Data for analysis below:

use std::collections::BTreeMap;
use std::path::Path;

use log::{info, warn};
use once_cell::sync::Lazy;
use serde::{Deserialize, Serialize};
use serde_path_to_error as spte;

use crate::error::SimError;

/// Standard løpsdistanse (runder) når ingen er oppgitt.
pub const DEFAULT_NUM_LAPS: u32 = 56;

/// Vekt for sesonger som ikke står i tabellen.
pub const DEFAULT_SEASON_WEIGHT: f64 = 1.0;

/// Eldre sesonger veier mindre; nyeste veier mest.
static DEFAULT_WEIGHT_TABLE: Lazy<BTreeMap<i32, f64>> =
    Lazy::new(|| BTreeMap::from([(2022, 1.0), (2023, 2.0), (2024, 3.0), (2025, 4.0)]));

/// Sesong → recency-vekt, med fallback for ukjente sesonger.
#[derive(Debug, Clone, PartialEq, Serialize, Deserialize)]
pub struct SeasonWeights {
    #[serde(default)]
    pub weights: BTreeMap<i32, f64>,
    #[serde(default = "default_season_weight")]
    pub default_weight: f64,
}

fn default_season_weight() -> f64 {
    DEFAULT_SEASON_WEIGHT
}

impl Default for SeasonWeights {
    fn default() -> Self {
        Self {
            weights: DEFAULT_WEIGHT_TABLE.clone(),
            default_weight: DEFAULT_SEASON_WEIGHT,
        }
    }
}

impl SeasonWeights {
    /// Flat vekting: alle sesonger får 1.0.
    pub fn uniform() -> Self {
        Self {
            weights: BTreeMap::new(),
            default_weight: DEFAULT_SEASON_WEIGHT,
        }
    }

    pub fn weight(&self, season: i32) -> f64 {
        self.weights
            .get(&season)
            .copied()
            .unwrap_or(self.default_weight)
    }

    pub fn validate(&self) -> Result<(), SimError> {
        if !(self.default_weight.is_finite() && self.default_weight >= 0.0) {
            return Err(SimError::InvalidDefaultWeight(self.default_weight));
        }
        for (&season, &weight) in &self.weights {
            if !(weight.is_finite() && weight >= 0.0) {
                return Err(SimError::InvalidSeasonWeight { season, weight });
            }
        }
        Ok(())
    }
}

/// Innstillinger for profilbyggeren.
#[derive(Debug, Clone, Default, PartialEq, Serialize, Deserialize)]
pub struct ProfileOptions {
    #[serde(default)]
    pub season_weights: SeasonWeights,
    /// Dropp pit out-runder før aggregering (av som standard).
    #[serde(default)]
    pub exclude_pit_out_laps: bool,
}

/// Full konfigurasjon for én simuleringskjøring.
#[derive(Debug, Clone, PartialEq, Serialize, Deserialize)]
pub struct SimConfig {
    #[serde(default)]
    pub profile: ProfileOptions,
    #[serde(default = "default_num_laps")]
    pub num_laps: u32,
    #[serde(default)]
    pub seed: Option<u64>,
}

fn default_num_laps() -> u32 {
    DEFAULT_NUM_LAPS
}

impl Default for SimConfig {
    fn default() -> Self {
        Self {
            profile: ProfileOptions::default(),
            num_laps: DEFAULT_NUM_LAPS,
            seed: None,
        }
    }
}

impl SimConfig {
    pub fn validate(&self) -> Result<(), SimError> {
        if self.num_laps == 0 {
            return Err(SimError::InvalidLapCount(self.num_laps));
        }
        self.profile.season_weights.validate()
    }
}

/// Parser og validerer konfig fra JSON-tekst. Feilmeldingen peker på feltet som feilet.
pub fn parse_config(json: &str, origin: &str) -> Result<SimConfig, SimError> {
    let mut de = serde_json::Deserializer::from_str(json);
    let config: SimConfig = spte::deserialize(&mut de).map_err(|e| SimError::ConfigParse {
        path: origin.to_string(),
        field: e.path().to_string(),
        message: e.inner().to_string(),
    })?;
    config.validate()?;
    Ok(config)
}

/// Leser konfig fra disk (JSON).
/// Hvis filen ikke finnes, returneres standardkonfig.
pub fn load_config(path: impl AsRef<Path>) -> Result<SimConfig, SimError> {
    let path = path.as_ref();
    let display = path.display().to_string();
    if !path.exists() {
        warn!("fant ikke konfig på {display}, bruker standardverdier");
        return Ok(SimConfig::default());
    }
    let contents = std::fs::read_to_string(path).map_err(|source| SimError::ConfigIo {
        path: display.clone(),
        source,
    })?;
    let config = parse_config(&contents, &display)?;
    info!(
        "konfig lastet fra {display} (num_laps={}, seasons_weighted={})",
        config.num_laps,
        config.profile.season_weights.weights.len()
    );
    Ok(config)
}

/// Lagrer konfig til disk som JSON (pretty-print).
pub fn save_config(config: &SimConfig, path: impl AsRef<Path>) -> Result<(), SimError> {
    let path = path.as_ref();
    let display = path.display().to_string();
    let json = serde_json::to_string_pretty(config).map_err(|e| SimError::ConfigParse {
        path: display.clone(),
        field: ".".to_string(),
        message: e.to_string(),
    })?;
    std::fs::write(path, json).map_err(|source| SimError::ConfigIo {
        path: display.clone(),
        source,
    })?;
    info!("konfig lagret til {display}");
    Ok(())
}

End of Data for analysis.

## What the task requires:
Give back all the data exactly as it was written.

## Exercise result:
use std::collections::BTreeMap;
use std::path::Path;

use log::{info, warn};
use once_cell::sync::Lazy;
use serde::{Deserialize, Serialize};
use serde_path_to_error as spte;

use crate::error::SimError;

/// Standard løpsdistanse (runder) når ingen er oppgitt.
pub const DEFAULT_NUM_LAPS: u32 = 56;

/// Vekt for sesonger som ikke står i tabellen.
pub const DEFAULT_SEASON_WEIGHT: f64 = 1.0;

/// Eldre sesonger veier mindre; nyeste veier mest.
static DEFAULT_WEIGHT_TABLE: Lazy<BTreeMap<i32, f64>> =
    Lazy::new(|| BTreeMap::from([(2022, 1.0), (2023, 2.0), (2024, 3.0), (2025, 4.0)]));

/// Sesong → recency-vekt, med fallback for ukjente sesonger.
#[derive(Debug, Clone, PartialEq, Serialize, Deserialize)]
pub struct SeasonWeights {
    #[serde(default)]
    pub weights: BTreeMap<i32, f64>,
    #[serde(default = "default_season_weight")]
    pub default_weight: f64,
}

fn default_season_weight() -> f64 {
    DEFAULT_SEASON_WEIGHT
}

impl Default for SeasonWeights {
    fn default() -> Self {
        Self {
            weights: DEFAULT_WEIGHT_TABLE.clone(),
            default_weight: DEFAULT_SEASON_WEIGHT,
        }
    }
}

impl SeasonWeights {
    /// Flat vekting: alle sesonger får 1.0.
    pub fn uniform() -> Self {
        Self {
            weights: BTreeMap::new(),
            default_weight: DEFAULT_SEASON_WEIGHT,
        }
    }

    pub fn weight(&self, season: i32) -> f64 {
        self.weights
            .get(&season)
            .copied()
            .unwrap_or(self.default_weight)
    }

    pub fn validate(&self) -> Result<(), SimError> {
        if !(self.default_weight.is_finite() && self.default_weight >= 0.0) {
            return Err(SimError::InvalidDefaultWeight(self.default_weight));
        }
        for (&season, &weight) in &self.weights {
            if !(weight.is_finite() && weight >= 0.0) {
                return Err(SimError::InvalidSeasonWeight { season, weight });
            }
        }
        Ok(())
    }
}

/// Innstillinger for profilbyggeren.
#[derive(Debug, Clone, Default, PartialEq, Serialize, Deserialize)]
pub struct ProfileOptions {
    #[serde(default)]
    pub season_weights: SeasonWeights,
    /// Dropp pit out-runder før aggregering (av som standard).
    #[serde(default)]
    pub exclude_pit_out_laps: bool,
}

/// Full konfigurasjon for én simuleringskjøring.
#[derive(Debug, Clone, PartialEq, Serialize, Deserialize)]
pub struct SimConfig {
    #[serde(default)]
    pub profile: ProfileOptions,
    #[serde(default = "default_num_laps")]
    pub num_laps: u32,
    #[serde(default)]
    pub seed: Option<u64>,
}

fn default_num_laps() -> u32 {
    DEFAULT_NUM_LAPS
}

impl Default for SimConfig {
    fn default() -> Self {
        Self {
            profile: ProfileOptions::default(),
            num_laps: DEFAULT_NUM_LAPS,
            seed: None,
        }
    }
}

impl SimConfig {
    pub fn validate(&self) -> Result<(), SimError> {
        if self.num_laps == 0 {
            return Err(SimError::InvalidLapCount(self.num_laps));
        }
        self.profile.season_weights.validate()
    }
}

/// Parser og validerer konfig fra JSON-tekst. Feilmeldingen peker på feltet som feilet.
pub fn parse_config(json: &str, origin: &str) -> Result<SimConfig, SimError> {
    let mut de = serde_json::Deserializer::from_str(json);
    let config: SimConfig = spte::deserialize(&mut de).map_err(|e| SimError::ConfigParse {
        path: origin.to_string(),
        field: e.path().to_string(),
        message: e.inner().to_string(),
    })?;
    config.validate()?;
    Ok(config)
}

/// Leser konfig fra disk (JSON).
/// Hvis filen ikke finnes, returneres standardkonfig.
pub fn load_config(path: impl AsRef<Path>) -> Result<SimConfig, SimError> {
    let path = path.as_ref();
    let display = path.display().to_string();
    if !path.exists() {
        warn!("fant ikke konfig på {display}, bruker standardverdier");
        return Ok(SimConfig::default());
    }
    let contents = std::fs::read_to_string(path).map_err(|source| SimError::ConfigIo {
        path: display.clone(),
        source,
    })?;
    let config = parse_config(&contents, &display)?;
    info!(
        "konfig lastet fra {display} (num_laps={}, seasons_weighted={})",
        config.num_laps,
        config.profile.season_weights.weights.len()
    );
    Ok(config)
}

/// Lagrer konfig til disk som JSON (pretty-print).
pub fn save_config(config: &SimConfig, path: impl AsRef<Path>) -> Result<(), SimError> {
    let path = path.as_ref();
    let display = path.display().to_string();
    let json = serde_json::to_string_pretty(config).map_err(|e| SimError::ConfigParse {
        path: display.clone(),
        field: ".".to_string(),
        message: e.to_string(),
    })?;
    std::fs::write(path, json).map_err(|source| SimError::ConfigIo {
        path: display.clone(),
        source,
    })?;
    info!("konfig lagret til {display}");
    Ok(())
}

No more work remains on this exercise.